Я думаю, что птенцы кукушки не просто обманывают своих хозяев, не просто притворяются кем-то другим. По-видимому, они оказывают на нервную систему хозяина примерно такое же действие, как какой-нибудь наркотик. Это может вызвать сочувствие даже у тех, кто никогда не употреблял наркотики. Мужчина может испытывать половое возбуждение и даже эрекцию, глядя на фотографию женского тела. Он вовсе не думает, что перед ним в самом деле женщина. Он знает, что это всего лишь изображение на бумаге, и все же его нервная система реагирует на картинку так же, как могла бы отреагировать на настоящую женщину. Человек может испытывать непреодолимое влечение к определенному представителю противоположного пола, несмотря на то, что внутреннее чутье подсказывает ему, что эта связь не отвечает долгосрочным интересам их обоих. То же самое можно сказать о непреодолимой привлекательности запретных плодов. Завирушка, вероятно, даже не подозревает о том, что в ее собственных долгосрочных интересах воздержаться, а поэтому нетрудно понять, что против некоторых раздражителей ее нервная система устоять не в силах.
Красная “пасть” кукушонка так соблазнительна, что орнитологи неоднократно наблюдали, как какая-нибудь птица бросает пищу в раскрытый клюв птенца кукушки, сидящего в гнезде какой-то другой птицы! Птица может лететь домой с пищей для своего птенца. И вдруг краем глаза она видит широчайшую пасть кукушонка, сидящего в гнезде птицы совсем другого вида! Она сворачивает к этому чужому гнезду и бросает в клюв пищу, которая предназначалась ее собственному птенцу. Эта “теория непреодолимости” совпадает со взглядами немецких орнитологов раннего периода, писавших, что приемные родители ведут себя как “наркоманы”, а птенец кукушки выступает в роли “порока”, которому они предаются. Справедливость требует добавить к этому, что некоторые современные экспериментаторы менее склонны к подобной точке зрения. Несомненно, однако, что если представлять себе раскрытый клюв кукушонка как мощный стимул, сравнимый с наркотиком, то объяснить происходящие события становится гораздо легче. Легче отнестись снисходительно к поведению маленькой родительской особи, взобравшейся на спину чудовищного детеныша. Такое поведение не свидетельствует о ее глупости.

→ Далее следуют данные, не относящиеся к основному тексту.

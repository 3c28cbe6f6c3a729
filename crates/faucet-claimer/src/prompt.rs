//! Interactive address entry for the first run.

use crate::error::{ClaimerError, ClaimerResult};
use std::io::{BufRead, Write};

pub const ADDRESS_PROMPT: &str = "Enter your Ethereum address: ";

/// Ask for an address until a non-blank line is entered.
///
/// The entered line is trimmed. Fails with [`ClaimerError::InputClosed`] if
/// `input` reaches EOF first.
pub fn prompt_address<R: BufRead, W: Write>(input: &mut R, output: &mut W) -> ClaimerResult<String> {
    loop {
        write!(output, "{}", ADDRESS_PROMPT)?;
        output.flush()?;

        let mut line = String::new();
        if input.read_line(&mut line)? == 0 {
            return Err(ClaimerError::InputClosed);
        }

        let address = line.trim();
        if !address.is_empty() {
            return Ok(address.to_string());
        }
    }
}

#[cfg(test)]
mod tests {
    use super::*;
    use std::io::Cursor;

    #[test]
    fn test_reads_trimmed_line() {
        let mut input = Cursor::new("  0xABC \n");
        let mut output = Vec::new();

        let address = prompt_address(&mut input, &mut output).unwrap();

        assert_eq!(address, "0xABC");
        assert_eq!(String::from_utf8(output).unwrap(), ADDRESS_PROMPT);
    }

    #[test]
    fn test_reprompts_on_blank_line() {
        let mut input = Cursor::new("\n   \n0xDEF\n");
        let mut output = Vec::new();

        let address = prompt_address(&mut input, &mut output).unwrap();

        assert_eq!(address, "0xDEF");
        assert_eq!(String::from_utf8(output).unwrap(), ADDRESS_PROMPT.repeat(3));
    }

    #[test]
    fn test_eof_is_an_error() {
        let mut input = Cursor::new("\n");
        let mut output = Vec::new();

        assert!(matches!(
            prompt_address(&mut input, &mut output),
            Err(ClaimerError::InputClosed)
        ));
    }

    #[test]
    fn test_last_line_without_newline() {
        let mut input = Cursor::new("0x123");
        let mut output = Vec::new();

        assert_eq!(prompt_address(&mut input, &mut output).unwrap(), "0x123");
    }
}
//! Persistence of the claiming address in a small JSON record.

use crate::error::ClaimerResult;
use crate::json::decode_object;
use serde::{Deserialize, Serialize};
use std::io::ErrorKind;
use std::path::{Path, PathBuf};
use tracing::debug;

/// On-disk shape of the record: `{"address": "<string>"}`
#[derive(Debug, Default, Serialize, Deserialize)]
struct AddressRecord {
    #[serde(default)]
    address: Option<String>,
}

/// Reads and writes the single stored address
#[derive(Debug, Clone)]
pub struct AddressStore {
    path: PathBuf,
}

impl AddressStore {
    pub fn new<P: Into<PathBuf>>(path: P) -> Self {
        Self { path: path.into() }
    }

    pub fn path(&self) -> &Path {
        &self.path
    }

    /// Load the stored address.
    ///
    /// Returns `Ok(None)` when the record does not exist or holds no usable
    /// address. A record that is not valid JSON is an error.
    pub fn load(&self) -> ClaimerResult<Option<String>> {
        let contents = match std::fs::read_to_string(&self.path) {
            Ok(contents) => contents,
            Err(e) if e.kind() == ErrorKind::NotFound => {
                debug!("No address record at {}", self.path.display());
                return Ok(None);
            }
            Err(e) => return Err(e.into()),
        };

        let record: AddressRecord = decode_object(contents.as_bytes())?;
        Ok(record.address.filter(|address| !address.is_empty()))
    }

    /// Overwrite the record with `address`. Not atomic.
    pub fn save(&self, address: &str) -> ClaimerResult<()> {
        let record = AddressRecord {
            address: Some(address.to_string()),
        };
        std::fs::write(&self.path, serde_json::to_string(&record)?)?;
        debug!("Saved address record to {}", self.path.display());
        Ok(())
    }
}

Неверно называть ее “одураченной”. На ее нервную систему оказывается воздействие, и это воздействие столь же непреодолимо, как если бы она была безвольным наркоманом или птенец был ученым, вводящим электроды в ее головной мозг.
Однако если даже мы теперь испытываем больше симпатии к этому приемному родителю, которым манипулируют, мы все еще можем задать вопрос, почему естественный отбор позволяет кукушкам вести себя таким образом. Почему нервная система хозяев не выработала устойчивости к этому наркотику в виде раскрытой красной пасти? Быть может, отбор не имел еще времени оказать свое действие. Возможно, кукушки лишь в последние века начали паразитировать в гнездах своих теперешних хозяев, а через несколько веков им придется отказаться от этих видов и начать использовать гнезда каких-то других птиц. Существуют некоторые данные, подтверждающие такую теорию. Однако я не могу избавиться от мысли, что здесь кроется нечто большее.
Эволюционной “гонке вооружений” между кукушками и любым из видов-хозяев внутренне присущая какая-то несимметричность, в случае неудачи приводящая к неравной расплате. Любой кукушонок происходит от длинного ряда предковых кукушат, каждому из которых, очевидно, удавалось успешно манипулировать приемными родителями. Всякому кукушонку, который хотя бы на мгновение упустил власть над ними, грозила бы гибель. Но каждый приемный родитель произошел от длинного ряда предков, многие из которых никогда в жизни не встречались ни с одним кукушонком. И даже те из них, в гнездо которых был подброшен кукушонок, могли подчиниться ему, а на следующий год вырастить еще одно потомство. Все дело здесь в том, что расплата за неудачу асимметрична. Гены, определяющие неудачу при попытке противостоять порабощению кукушонком, легко могут быть переданы по наследству многим поколениям малиновок или завирушек. Гены же, определяющие неудачу при попытке поработить приемных родителей, не могут быть переданы следующим поколениям кукушек. Вот что я имел в виду, говоря о “внутренне присущей несимметричности” или об “асимметрии в расплате за неудачу”. Об этом сказано в одной из басен Эзопа: “Заяц бежит быстрее лисы, потому что рискует потерять жизнь, тогда как лисице может грозить только потеря обеда”. Мы с моим коллегой Джоном Р. Кребсом окрестили это “принципом жизнь-обед”.